_PROVIDED DATA_
★ ★ ★ ★ ★ ★ ★

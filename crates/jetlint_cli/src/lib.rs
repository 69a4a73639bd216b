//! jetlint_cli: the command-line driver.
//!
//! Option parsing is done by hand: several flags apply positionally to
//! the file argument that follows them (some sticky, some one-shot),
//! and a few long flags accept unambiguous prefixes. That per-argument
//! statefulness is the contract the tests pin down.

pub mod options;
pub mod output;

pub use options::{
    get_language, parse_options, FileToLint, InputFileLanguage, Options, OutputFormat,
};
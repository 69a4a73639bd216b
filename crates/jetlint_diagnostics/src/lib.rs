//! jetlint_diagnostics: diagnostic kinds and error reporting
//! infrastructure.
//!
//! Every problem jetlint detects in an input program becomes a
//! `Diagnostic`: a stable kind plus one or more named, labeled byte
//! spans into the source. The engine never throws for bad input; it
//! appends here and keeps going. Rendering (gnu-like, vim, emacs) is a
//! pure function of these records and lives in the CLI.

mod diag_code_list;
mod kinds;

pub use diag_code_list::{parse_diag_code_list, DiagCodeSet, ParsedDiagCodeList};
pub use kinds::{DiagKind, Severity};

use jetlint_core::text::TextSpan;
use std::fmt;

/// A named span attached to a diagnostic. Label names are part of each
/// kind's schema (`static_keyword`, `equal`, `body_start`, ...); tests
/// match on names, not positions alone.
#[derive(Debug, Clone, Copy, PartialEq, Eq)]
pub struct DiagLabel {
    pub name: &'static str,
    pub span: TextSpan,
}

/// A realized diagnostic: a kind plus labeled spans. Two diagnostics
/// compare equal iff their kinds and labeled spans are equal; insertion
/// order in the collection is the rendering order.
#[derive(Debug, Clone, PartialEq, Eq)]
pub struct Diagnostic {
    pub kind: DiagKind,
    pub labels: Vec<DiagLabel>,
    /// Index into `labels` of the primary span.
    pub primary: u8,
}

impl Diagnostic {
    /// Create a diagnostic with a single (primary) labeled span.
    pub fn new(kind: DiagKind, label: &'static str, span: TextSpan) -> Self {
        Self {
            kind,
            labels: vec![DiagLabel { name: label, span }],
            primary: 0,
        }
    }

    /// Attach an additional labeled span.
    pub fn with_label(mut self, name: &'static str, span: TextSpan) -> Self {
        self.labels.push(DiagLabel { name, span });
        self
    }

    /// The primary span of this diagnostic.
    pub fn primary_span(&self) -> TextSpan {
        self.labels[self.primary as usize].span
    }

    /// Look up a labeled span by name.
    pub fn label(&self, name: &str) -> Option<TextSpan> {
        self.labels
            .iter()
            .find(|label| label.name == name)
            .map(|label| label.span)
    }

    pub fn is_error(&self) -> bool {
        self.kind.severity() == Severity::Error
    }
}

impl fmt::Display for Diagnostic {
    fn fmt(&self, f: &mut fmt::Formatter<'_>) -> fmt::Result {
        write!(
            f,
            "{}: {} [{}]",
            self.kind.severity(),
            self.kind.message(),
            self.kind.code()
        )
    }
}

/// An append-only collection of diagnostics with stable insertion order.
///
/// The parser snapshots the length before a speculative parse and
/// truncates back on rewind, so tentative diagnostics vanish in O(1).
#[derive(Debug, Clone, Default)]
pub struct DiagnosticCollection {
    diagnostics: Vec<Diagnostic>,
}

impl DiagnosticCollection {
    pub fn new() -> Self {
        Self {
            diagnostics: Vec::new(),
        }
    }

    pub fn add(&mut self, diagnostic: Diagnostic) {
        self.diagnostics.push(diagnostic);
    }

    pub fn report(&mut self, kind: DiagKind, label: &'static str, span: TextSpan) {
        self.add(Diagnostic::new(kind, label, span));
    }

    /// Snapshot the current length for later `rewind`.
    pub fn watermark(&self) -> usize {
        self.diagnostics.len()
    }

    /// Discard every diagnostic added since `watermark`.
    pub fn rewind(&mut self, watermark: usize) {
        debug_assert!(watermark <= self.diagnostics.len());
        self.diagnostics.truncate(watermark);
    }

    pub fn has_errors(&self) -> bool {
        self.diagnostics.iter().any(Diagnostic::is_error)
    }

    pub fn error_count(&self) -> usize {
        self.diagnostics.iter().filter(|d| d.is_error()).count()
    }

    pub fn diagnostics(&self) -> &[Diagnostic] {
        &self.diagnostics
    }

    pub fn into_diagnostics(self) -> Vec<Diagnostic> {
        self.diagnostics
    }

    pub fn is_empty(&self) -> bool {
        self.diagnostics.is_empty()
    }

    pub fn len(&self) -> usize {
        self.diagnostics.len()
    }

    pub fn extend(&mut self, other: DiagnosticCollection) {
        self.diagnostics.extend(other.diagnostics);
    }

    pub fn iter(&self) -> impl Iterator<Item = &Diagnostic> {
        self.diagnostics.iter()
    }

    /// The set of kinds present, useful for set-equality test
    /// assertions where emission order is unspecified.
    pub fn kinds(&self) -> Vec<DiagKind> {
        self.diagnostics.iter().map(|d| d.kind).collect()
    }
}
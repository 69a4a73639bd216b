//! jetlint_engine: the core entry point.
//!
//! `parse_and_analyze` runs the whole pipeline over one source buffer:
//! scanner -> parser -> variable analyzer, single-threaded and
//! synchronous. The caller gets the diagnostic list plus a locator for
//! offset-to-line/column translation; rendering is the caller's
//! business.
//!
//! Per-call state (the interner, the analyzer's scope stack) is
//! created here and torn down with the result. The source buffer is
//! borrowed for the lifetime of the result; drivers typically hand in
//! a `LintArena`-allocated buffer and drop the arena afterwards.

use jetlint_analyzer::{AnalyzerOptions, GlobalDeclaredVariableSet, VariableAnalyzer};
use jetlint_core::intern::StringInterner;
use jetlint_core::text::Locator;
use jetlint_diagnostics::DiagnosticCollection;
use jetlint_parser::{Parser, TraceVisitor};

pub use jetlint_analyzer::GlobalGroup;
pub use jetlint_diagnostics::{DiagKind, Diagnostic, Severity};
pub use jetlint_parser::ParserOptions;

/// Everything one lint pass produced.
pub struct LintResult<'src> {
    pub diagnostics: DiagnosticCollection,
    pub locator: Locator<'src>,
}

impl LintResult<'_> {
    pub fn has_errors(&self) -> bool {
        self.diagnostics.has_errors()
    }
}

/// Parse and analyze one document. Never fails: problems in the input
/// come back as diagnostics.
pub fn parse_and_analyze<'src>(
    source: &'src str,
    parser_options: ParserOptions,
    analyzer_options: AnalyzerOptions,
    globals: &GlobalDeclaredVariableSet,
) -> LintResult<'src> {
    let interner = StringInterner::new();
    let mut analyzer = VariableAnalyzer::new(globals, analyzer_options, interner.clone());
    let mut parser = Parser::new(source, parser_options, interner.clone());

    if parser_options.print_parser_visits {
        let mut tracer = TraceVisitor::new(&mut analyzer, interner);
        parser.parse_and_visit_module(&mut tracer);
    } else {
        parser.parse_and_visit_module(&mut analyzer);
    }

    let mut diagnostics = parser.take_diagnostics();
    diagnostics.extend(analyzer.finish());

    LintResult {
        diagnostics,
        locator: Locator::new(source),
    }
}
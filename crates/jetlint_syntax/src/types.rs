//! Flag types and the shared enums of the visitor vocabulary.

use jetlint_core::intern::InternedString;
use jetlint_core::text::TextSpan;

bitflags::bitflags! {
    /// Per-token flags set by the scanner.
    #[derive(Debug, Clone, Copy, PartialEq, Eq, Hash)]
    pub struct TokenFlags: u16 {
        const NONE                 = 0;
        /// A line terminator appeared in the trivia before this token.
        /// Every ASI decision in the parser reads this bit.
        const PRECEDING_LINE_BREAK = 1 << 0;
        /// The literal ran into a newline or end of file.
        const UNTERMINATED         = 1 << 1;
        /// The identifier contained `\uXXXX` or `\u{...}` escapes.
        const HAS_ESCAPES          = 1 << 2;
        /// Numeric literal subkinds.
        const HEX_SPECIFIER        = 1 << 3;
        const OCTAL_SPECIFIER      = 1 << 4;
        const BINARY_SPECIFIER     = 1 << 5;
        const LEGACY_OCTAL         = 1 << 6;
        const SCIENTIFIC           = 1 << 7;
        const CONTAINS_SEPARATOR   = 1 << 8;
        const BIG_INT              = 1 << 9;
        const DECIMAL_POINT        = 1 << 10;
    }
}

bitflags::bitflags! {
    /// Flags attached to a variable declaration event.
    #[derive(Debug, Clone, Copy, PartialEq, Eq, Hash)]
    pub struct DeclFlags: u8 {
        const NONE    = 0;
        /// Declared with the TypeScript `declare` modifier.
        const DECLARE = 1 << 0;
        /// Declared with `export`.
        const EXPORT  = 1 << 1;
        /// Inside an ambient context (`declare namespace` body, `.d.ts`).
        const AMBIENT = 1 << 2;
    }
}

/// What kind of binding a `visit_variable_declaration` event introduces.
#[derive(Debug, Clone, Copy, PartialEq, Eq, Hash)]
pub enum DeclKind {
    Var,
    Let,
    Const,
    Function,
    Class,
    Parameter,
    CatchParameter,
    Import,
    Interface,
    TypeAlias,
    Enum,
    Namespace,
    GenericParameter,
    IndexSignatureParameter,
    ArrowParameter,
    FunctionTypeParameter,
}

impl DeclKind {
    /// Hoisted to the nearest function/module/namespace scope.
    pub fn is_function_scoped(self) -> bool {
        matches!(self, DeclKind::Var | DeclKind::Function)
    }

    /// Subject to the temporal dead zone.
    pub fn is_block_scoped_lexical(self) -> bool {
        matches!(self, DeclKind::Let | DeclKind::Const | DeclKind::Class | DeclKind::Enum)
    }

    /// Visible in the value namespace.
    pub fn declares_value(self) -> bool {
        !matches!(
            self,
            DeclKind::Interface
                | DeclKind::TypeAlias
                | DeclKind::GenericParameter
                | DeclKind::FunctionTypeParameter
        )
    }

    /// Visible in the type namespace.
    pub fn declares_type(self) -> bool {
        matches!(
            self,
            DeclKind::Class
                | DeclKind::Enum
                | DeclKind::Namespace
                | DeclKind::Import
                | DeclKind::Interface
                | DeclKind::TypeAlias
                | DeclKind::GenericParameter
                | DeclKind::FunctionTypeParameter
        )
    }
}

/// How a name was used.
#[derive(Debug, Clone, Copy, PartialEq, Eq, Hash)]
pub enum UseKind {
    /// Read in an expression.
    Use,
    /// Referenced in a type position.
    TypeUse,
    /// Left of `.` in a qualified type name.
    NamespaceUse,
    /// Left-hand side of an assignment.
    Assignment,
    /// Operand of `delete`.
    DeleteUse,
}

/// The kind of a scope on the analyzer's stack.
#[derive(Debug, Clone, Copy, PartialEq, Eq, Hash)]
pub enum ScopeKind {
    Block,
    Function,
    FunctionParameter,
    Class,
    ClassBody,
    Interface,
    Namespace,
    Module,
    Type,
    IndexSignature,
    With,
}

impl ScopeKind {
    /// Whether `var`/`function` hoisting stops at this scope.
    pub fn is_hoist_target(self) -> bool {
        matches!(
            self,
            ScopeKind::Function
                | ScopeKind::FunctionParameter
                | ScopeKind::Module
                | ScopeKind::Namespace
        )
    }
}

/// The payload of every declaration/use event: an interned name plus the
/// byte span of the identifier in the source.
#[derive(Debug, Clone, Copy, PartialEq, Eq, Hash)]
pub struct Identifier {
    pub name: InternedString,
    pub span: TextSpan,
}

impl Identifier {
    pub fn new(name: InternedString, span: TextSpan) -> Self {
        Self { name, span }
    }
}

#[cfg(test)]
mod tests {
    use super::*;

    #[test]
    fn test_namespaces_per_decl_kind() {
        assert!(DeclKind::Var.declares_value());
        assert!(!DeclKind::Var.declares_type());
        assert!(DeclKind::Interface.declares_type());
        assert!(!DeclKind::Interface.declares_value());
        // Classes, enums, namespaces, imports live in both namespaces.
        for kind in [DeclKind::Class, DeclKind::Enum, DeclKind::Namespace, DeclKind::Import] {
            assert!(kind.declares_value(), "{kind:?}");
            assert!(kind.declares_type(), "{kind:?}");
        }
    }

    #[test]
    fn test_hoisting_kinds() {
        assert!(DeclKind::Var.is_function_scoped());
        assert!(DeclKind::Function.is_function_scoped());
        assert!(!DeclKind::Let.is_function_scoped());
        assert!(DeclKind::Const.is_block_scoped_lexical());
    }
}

★ ★ ★ ★ ★ ★ ★

Scan the entries above for the string "watermark" and copy each line that contains it.

_ANSWER TO THE EXERCISE_
    pub fn watermark(&self) -> usize {
    /// Discard every diagnostic added since `watermark`.
    pub fn rewind(&mut self, watermark: usize) {
        debug_assert!(watermark <= self.diagnostics.len());
        self.diagnostics.truncate(watermark);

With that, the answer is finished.